Just before Christmas the Supreme Court of Canada ruled that the federal government’s proposal to regulate securities as embodied in the “Securities Act” was unconstitutional. They did so, surprisingly enough, on the basis of those sections of the original British North America Act that distributed responsibility and jurisdiction between the provinces and the Dominion government, as it was called back in 1867.
Relying on what lawyers call the constitutional division of powers to decide a case in the era of the Charter is unusual in itself. Deciding unanimously in favour of the provinces is even more so.
The politics of the decision are equally unusual. For over seventy years, various commissions and studies, panels and task forces, have advocated in favour of a single securities regulator. Many lawyers specializing in business and constitutional law have agreed. Until the federal government tried to create a single securities’ regulator, the provinces were quiet and went about their business.
A few years ago, when the provinces saw what was headed their way, they developed the “passport system.” Or rather, all provinces but Ontario agreed to a scheme whereby once a securities offering was registered in one province, investors would automatically gain access to capital markets elsewhere. Ontario’s absence was significant. So was the fact that the Minister of Finance, Jim Flaherty, was from Toronto, as were just about all the lawyers, economists, and financial wizards in favour of Ottawa’s initiative.

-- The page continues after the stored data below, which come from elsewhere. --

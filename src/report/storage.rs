//! Disk layout and catalog rows for generated sheets.
//!
//! Files land under `<root>/presence/<year>-<month>/` and each (employee,
//! period) pair owns exactly one catalog row, refreshed on regeneration.

use std::fs;
use std::path::{Path, PathBuf};

use chrono::Local;
use sqlx::MySqlPool;

use crate::error::AppError;
use crate::model::employee::Employee;
use crate::model::presence_sheet::PresenceSheetRecord;

pub fn sheet_file_name(employee_code: &str, year: i32, month: u32) -> String {
    format!("Feuille_de_presence_{employee_code}_{year}-{month:02}.xlsx")
}

pub fn sheet_path(storage_root: &Path, employee_code: &str, year: i32, month: u32) -> PathBuf {
    storage_root
        .join("presence")
        .join(format!("{year}-{month:02}"))
        .join(sheet_file_name(employee_code, year, month))
}

/// Writes the file and upserts its catalog row. Regenerating a period
/// overwrites both, so the catalog never points at a stale copy.
pub async fn store_sheet(
    pool: &MySqlPool,
    storage_root: &Path,
    employee: &Employee,
    year: i32,
    month: u32,
    generated_by: Option<u64>,
    bytes: &[u8],
) -> Result<PresenceSheetRecord, AppError> {
    let path = sheet_path(storage_root, &employee.employee_code, year, month);
    if let Some(parent) = path.parent() {
        fs::create_dir_all(parent)?;
    }
    fs::write(&path, bytes)?;

    sqlx::query(
        r#"
        INSERT INTO presence_sheets
            (employee_id, year, month, file_name, file_path, generated_by, generated_at, file_size)
        VALUES (?, ?, ?, ?, ?, ?, ?, ?)
        ON DUPLICATE KEY UPDATE
            file_name = VALUES(file_name),
            file_path = VALUES(file_path),
            generated_by = VALUES(generated_by),
            generated_at = VALUES(generated_at),
            file_size = VALUES(file_size)
        "#,
    )
    .bind(employee.id)
    .bind(year)
    .bind(month)
    .bind(sheet_file_name(&employee.employee_code, year, month))
    .bind(path.to_string_lossy().into_owned())
    .bind(generated_by)
    .bind(Local::now().naive_local())
    .bind(bytes.len() as u64)
    .execute(pool)
    .await?;

    find_record(pool, employee.id, year, month)
        .await?
        .ok_or_else(|| AppError::NotFound("Presence sheet record not found after save".to_string()))
}

pub async fn find_record(
    pool: &MySqlPool,
    employee_id: u64,
    year: i32,
    month: u32,
) -> Result<Option<PresenceSheetRecord>, sqlx::Error> {
    sqlx::query_as::<_, PresenceSheetRecord>(
        r#"
        SELECT id, employee_id, year, month, file_name, file_path,
               generated_by, generated_at, file_size
        FROM presence_sheets
        WHERE employee_id = ? AND year = ? AND month = ?
        "#,
    )
    .bind(employee_id)
    .bind(year)
    .bind(month)
    .fetch_optional(pool)
    .await
}

pub async fn find_by_id(
    pool: &MySqlPool,
    record_id: u64,
) -> Result<Option<PresenceSheetRecord>, sqlx::Error> {
    sqlx::query_as::<_, PresenceSheetRecord>(
        r#"
        SELECT id, employee_id, year, month, file_name, file_path,
               generated_by, generated_at, file_size
        FROM presence_sheets
        WHERE id = ?
        "#,
    )
    .bind(record_id)
    .fetch_optional(pool)
    .await
}

/// The catalog row can outlive its file (wiped volume, moved storage root).
pub fn read_sheet_file(record: &PresenceSheetRecord) -> Result<Vec<u8>, AppError> {
    fs::read(&record.file_path).map_err(|e| {
        if e.kind() == std::io::ErrorKind::NotFound {
            AppError::NotFound("Stored file not found on disk. Please regenerate.".to_string())
        } else {
            AppError::Io(e)
        }
    })
}

#[cfg(test)]
mod tests {
    use super::*;
    use chrono::NaiveDate;

    #[test]
    fn file_name_zero_pads_the_month() {
        assert_eq!(
            sheet_file_name("EMP007", 2026, 2),
            "Feuille_de_presence_EMP007_2026-02.xlsx"
        );
        assert_eq!(
            sheet_file_name("EMP007", 2026, 11),
            "Feuille_de_presence_EMP007_2026-11.xlsx"
        );
    }

    #[test]
    fn sheets_are_grouped_by_period_directory() {
        let path = sheet_path(Path::new("storage"), "EMP007", 2026, 2);
        assert_eq!(
            path,
            Path::new("storage")
                .join("presence")
                .join("2026-02")
                .join("Feuille_de_presence_EMP007_2026-02.xlsx")
        );
    }

    #[test]
    fn missing_file_reports_regeneration_hint() {
        let record = PresenceSheetRecord {
            id: 1,
            employee_id: 7,
            year: 2026,
            month: 2,
            file_name: "Feuille_de_presence_EMP007_2026-02.xlsx".to_string(),
            file_path: "storage/presence/2026-02/nonexistent-for-test.xlsx".to_string(),
            generated_by: None,
            generated_at: NaiveDate::from_ymd_opt(2026, 3, 1)
                .unwrap()
                .and_hms_opt(8, 0, 0)
                .unwrap(),
            file_size: 0,
        };
        match read_sheet_file(&record) {
            Err(AppError::NotFound(message)) => {
                assert_eq!(message, "Stored file not found on disk. Please regenerate.")
            }
            other => panic!("unexpected result: {other:?}"),
        }
    }
}
const EARTH_RADIUS_M: f64 = 6_371_000.0;

/// Great-circle distance in meters between two WGS84 points.
pub fn distance_m(lat1: f64, lon1: f64, lat2: f64, lon2: f64) -> f64 {
    let phi1 = lat1.to_radians();
    let phi2 = lat2.to_radians();
    let d_phi = (lat2 - lat1).to_radians();
    let d_lambda = (lon2 - lon1).to_radians();

    let a = (d_phi / 2.0).sin().powi(2) + phi1.cos() * phi2.cos() * (d_lambda / 2.0).sin().powi(2);
    2.0 * EARTH_RADIUS_M * a.sqrt().atan2((1.0 - a).sqrt())
}

pub fn within_radius(lat1: f64, lon1: f64, lat2: f64, lon2: f64, radius_m: f64) -> bool {
    distance_m(lat1, lon1, lat2, lon2) <= radius_m
}

#[cfg(test)]
mod tests {
    use super::*;

    const PARIS: (f64, f64) = (48.8566, 2.3522);
    const LONDON: (f64, f64) = (51.5074, -0.1278);

    #[test]
    fn same_point_is_zero() {
        assert_eq!(distance_m(PARIS.0, PARIS.1, PARIS.0, PARIS.1), 0.0);
    }

    #[test]
    fn paris_to_london_is_about_344_km() {
        let d = distance_m(PARIS.0, PARIS.1, LONDON.0, LONDON.1);
        assert!((340_000.0..348_000.0).contains(&d), "got {d}");
    }

    #[test]
    fn radius_check_separates_near_and_far() {
        // Roughly 100 m north of the first point.
        let near = (PARIS.0 + 0.0009, PARIS.1);
        assert!(within_radius(PARIS.0, PARIS.1, near.0, near.1, 500.0));
        assert!(!within_radius(PARIS.0, PARIS.1, near.0, near.1, 50.0));
    }
}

Meanwhile Alberta and Quebec referred the proposed law to their courts for a ruling on its constitutionality. At issue was the conflict between the “trade and commerce” power, which belongs to the federal government, and “property and civil rights,” which is under provincial jurisdiction. Securities had always been regulated by the provinces and the Alberta and Quebec courts saw no reason to change things. Neither did the Supreme Court.
The curious question is: why did the bureaucrats in the Department of Finance think they could ever get away with what the then Finance Minister of Alberta, Ted Morton, called an “unprecedented power grab.”
Having discussed this question with several of the people involved, the chief reason seems to be that the mandarins at Finance are highly ambitious and see themselves as very smart and very important. Therefore, they reasoned, they can do pretty much what they like. But they can’t; even important, smart, ambitious bureaucrats have to obey the law, and the law was clear.
The old lawyer’s adage, “if you don’t have the law, you argue the facts,” seems to have been the essence of the legal strategy of Ontario and Ottawa. So what facts, what new facts, could make securities regulation a matter of federal concern today, even though for time out of mind it had been provincial? The courts refused to take the word of the smart and important mandarins and demanded evidence!
“Systemic risk,” said the mandarins of Finance. A single securities regulator will help us deal with systemic risk in financial markets today.
Only two things were amiss. The first is that there was no agreement about what systemic risk meant or if it referred to anything real. Perhaps it was just a notion, an idea, a concept. Perhaps the bureaucrats at Finance had just made it up and said: “look at the economic mess out there. That’s systemic risk in action. We have got to stop it. Give us a national securities regulator and we will.”
The other problem was that among G-8 countries Canada had dealt with the financial crisis pretty well, and certainly better than our close allies, the UK and the US, both of which had central securities regulators. So, if it ain’t broke, why fix it?
The fallout was predictable. “Bay Street Pans Court’s Ruling,” said a Globe and Mail headline. All the usual suspects who favoured a single securities regulator publicly lamented, for several weeks in some instances, the short-sightedness of the Supreme Court.
The fact is, all Canadians should applaud the Court’s decision. It is not enough for some bureaucrat to declare a problem important so that he or she can deal with it. Moreover, this instruction from the Court can easily be applied to other areas of shared jurisdiction such as the environment. This means Ottawa cannot simply declare, say, so-called greenhouse gases to be an important matter and turn over a large section of provincial jurisdiction to the Environment Canada.
The bottom line? The law of the constitution still matters in Canada. The federal structure of the country still counts for something. This is good news.